另外，三层交换机本质上还是偏重于“交换机”而不是“三层”，交换机的特征就是交换，所谓的交换是一个快速转发的概念，基本都是使用硬件芯片完成的，大量的存储芯片以空间换时间完成快速交换，这得益于以太网帧头的简单易操作性以及LAN交换机设计时关注了基于源MAC的自动学习和基于目标MAC的转发，之所以能如此还是因为以太网是一个BMA，即广播网络，到底数据应该由谁接收不是交换机决定的，而是各个端点主机决定的，这样的话交换机就可以模糊的进行转发，做到尽可能的精确-通过源MAC/端口学习，大不了就广播。这就是以太网交换的特征，三层交换机可以利用以太网交换的大量存储芯片用来存储IP层的路由结果，利用以太网快速交换的思想用来进行三层转发，数据包的第一次通过还是要走三层，这相当于一次学习的过程，类似以太网的MAC/端口学习，以后的结果就可以存储于ASCI了，这样就完成了快速转发。

6.三层交换机和路由器的区别

这个问题的答案铺天盖地，然而内容也是千篇一律，很少有人研究其背后的原因。既然以太网三层交换机可以做到一次路由多次转发，那么为何不再WAN上使用呢?如果仅仅是因为WAN不一定是以太网的话，那大可为了性能在WAN上引入以太网技术，这并不是主要原因，实际上，如果再深入一点看一下WAN上的路由器和接入层路由器的路由表就会恍然大悟了，WAN路由器上的表项数量十分庞大，且在BGP的影响下虽不频繁但是还是会有刷新，如果使用硬件来转发的话，光是对存储空间的需求就是一个挑战，三层交换机的快速转发实际上用到了cache的概念，有cache就会有冲突，特别在WAN环境下，IP地址的变动，可达性信息的变动会导致大量的cache冲突，因此三层交换机带来的收益会被马上抵消，另外WAN环境实际上用不到很多交换机口子，因此三层交换机内部背板芯片布线对于WAN环境是不合理的。
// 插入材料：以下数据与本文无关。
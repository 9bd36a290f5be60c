use nalgebra::{RealField, Vector2};
use serde::{Deserialize, Serialize};

pub trait DistortionModel<S: RealField + Copy> {
    fn distort(&self, n_undist: &Vector2<S>) -> Vector2<S>;
    fn undistort(&self, n_dist: &Vector2<S>) -> Vector2<S>;
}

#[derive(Clone, Copy, Debug, Default, Serialize, Deserialize)]
pub struct NoDistortion;

impl<S: RealField + Copy> DistortionModel<S> for NoDistortion {
    fn distort(&self, n_undist: &Vector2<S>) -> Vector2<S> {
        *n_undist
    }

    fn undistort(&self, n_dist: &Vector2<S>) -> Vector2<S> {
        *n_dist
    }
}

/// Brown-Conrady radial (k1, k2, k3) + tangential (p1, p2) distortion.
///
/// Coefficient order in [`BrownConrady5::coefficients`] follows the common
/// `[k1, k2, p1, p2, k3]` layout so values can be exchanged with other tools.
#[derive(Clone, Copy, Debug, Default, PartialEq, Serialize, Deserialize)]
pub struct BrownConrady5<S: RealField> {
    pub k1: S,
    pub k2: S,
    pub k3: S,
    pub p1: S,
    pub p2: S,
    /// Fixed-point iterations used by `undistort` (0 selects 8).
    #[serde(default)]
    pub iters: u32,
}

impl<S: RealField + Copy> BrownConrady5<S> {
    pub fn from_coefficients(c: [S; 5]) -> Self {
        Self {
            k1: c[0],
            k2: c[1],
            p1: c[2],
            p2: c[3],
            k3: c[4],
            iters: 8,
        }
    }

    pub fn coefficients(&self) -> [S; 5] {
        [self.k1, self.k2, self.p1, self.p2, self.k3]
    }

    pub fn is_zero(&self) -> bool {
        self.coefficients().iter().all(|c| *c == S::zero())
    }

    fn distort_impl(&self, x: S, y: S) -> (S, S) {
        let r2 = x * x + y * y;
        let r4 = r2 * r2;
        let r6 = r4 * r2;

        let radial = S::one() + self.k1 * r2 + self.k2 * r4 + self.k3 * r6;

        let two = S::one() + S::one();
        let x_tan = two * self.p1 * x * y + self.p2 * (r2 + two * x * x);
        let y_tan = self.p1 * (r2 + two * y * y) + two * self.p2 * x * y;

        (x * radial + x_tan, y * radial + y_tan)
    }
}

impl<S: RealField + Copy> DistortionModel<S> for BrownConrady5<S> {
    fn distort(&self, n_undist: &Vector2<S>) -> Vector2<S> {
        let (xd, yd) = self.distort_impl(n_undist.x, n_undist.y);
        Vector2::new(xd, yd)
    }

    fn undistort(&self, n_dist: &Vector2<S>) -> Vector2<S> {
        if self.is_zero() {
            return *n_dist;
        }
        let mut x = n_dist.x;
        let mut y = n_dist.y;

        let iters = if self.iters == 0 { 8 } else { self.iters };
        for _ in 0..iters {
            let (xd, yd) = self.distort_impl(x, y);
            x -= xd - n_dist.x;
            y -= yd - n_dist.y;
        }
        Vector2::new(x, y)
    }
}

#[cfg(test)]
mod tests {
    use super::*;

    #[test]
    fn coefficient_layout_roundtrips() {
        let d = BrownConrady5::from_coefficients([0.1, -0.02, 0.003, 0.004, 0.5]);
        assert_eq!(d.k1, 0.1);
        assert_eq!(d.p1, 0.003);
        assert_eq!(d.k3, 0.5);
        assert_eq!(d.coefficients(), [0.1, -0.02, 0.003, 0.004, 0.5]);
    }

    #[test]
    fn zero_model_is_identity() {
        let d = BrownConrady5::<f64>::default();
        let n = Vector2::new(0.3, -0.2);
        assert_eq!(d.distort(&n), n);
        assert_eq!(d.undistort(&n), n);
    }
}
其实用不着为WAN的性能担心，WAN路由器早就使用了类似Cisco CEF的快速转发技术了。

三层交换机的使用场合是单个小型机构内部，因为这种地方的特定IP地址几乎不会变动，路由相对稳定，IP地址总量也不多，且路由基本都能汇聚，正好符合cache最优化使用的原则，三层交换机用武之地正在于此。

7.VLAN间的通信

这个问题的方案也是铺天盖地，答案同样千篇一律。VLAN间的通信方式被总结出来有两种：1.使用单臂路由方式;2.使用三层交换方式。这好像是从CCNP/CCIE或者华为的HCSE的考试指南中流出来的，如果背下来当然是有用的，当初我考HCSE的时候还背了呢。学习到了一定程度就应该抛弃答案，回归本质。两个VLAN间的通信其实就是两个LAN间的通信，两个LAN间的通信需要一个网关来路由，那么VLAN间通信也就需要一个网关来路由了，这个网关的选择就多样了，可以选择VLAN接口，可以选择路由器等等，最终具体属于一个VLAN的主机在访问另一个VLAN的主机时如何能寻址到这个三层接口，那也有很多选择，VLAN的access链路上帧保持原样，流量若要跨越交换机的级联线，那么需要通过Trunk链路，最终总能找到这个下一跳三层接口。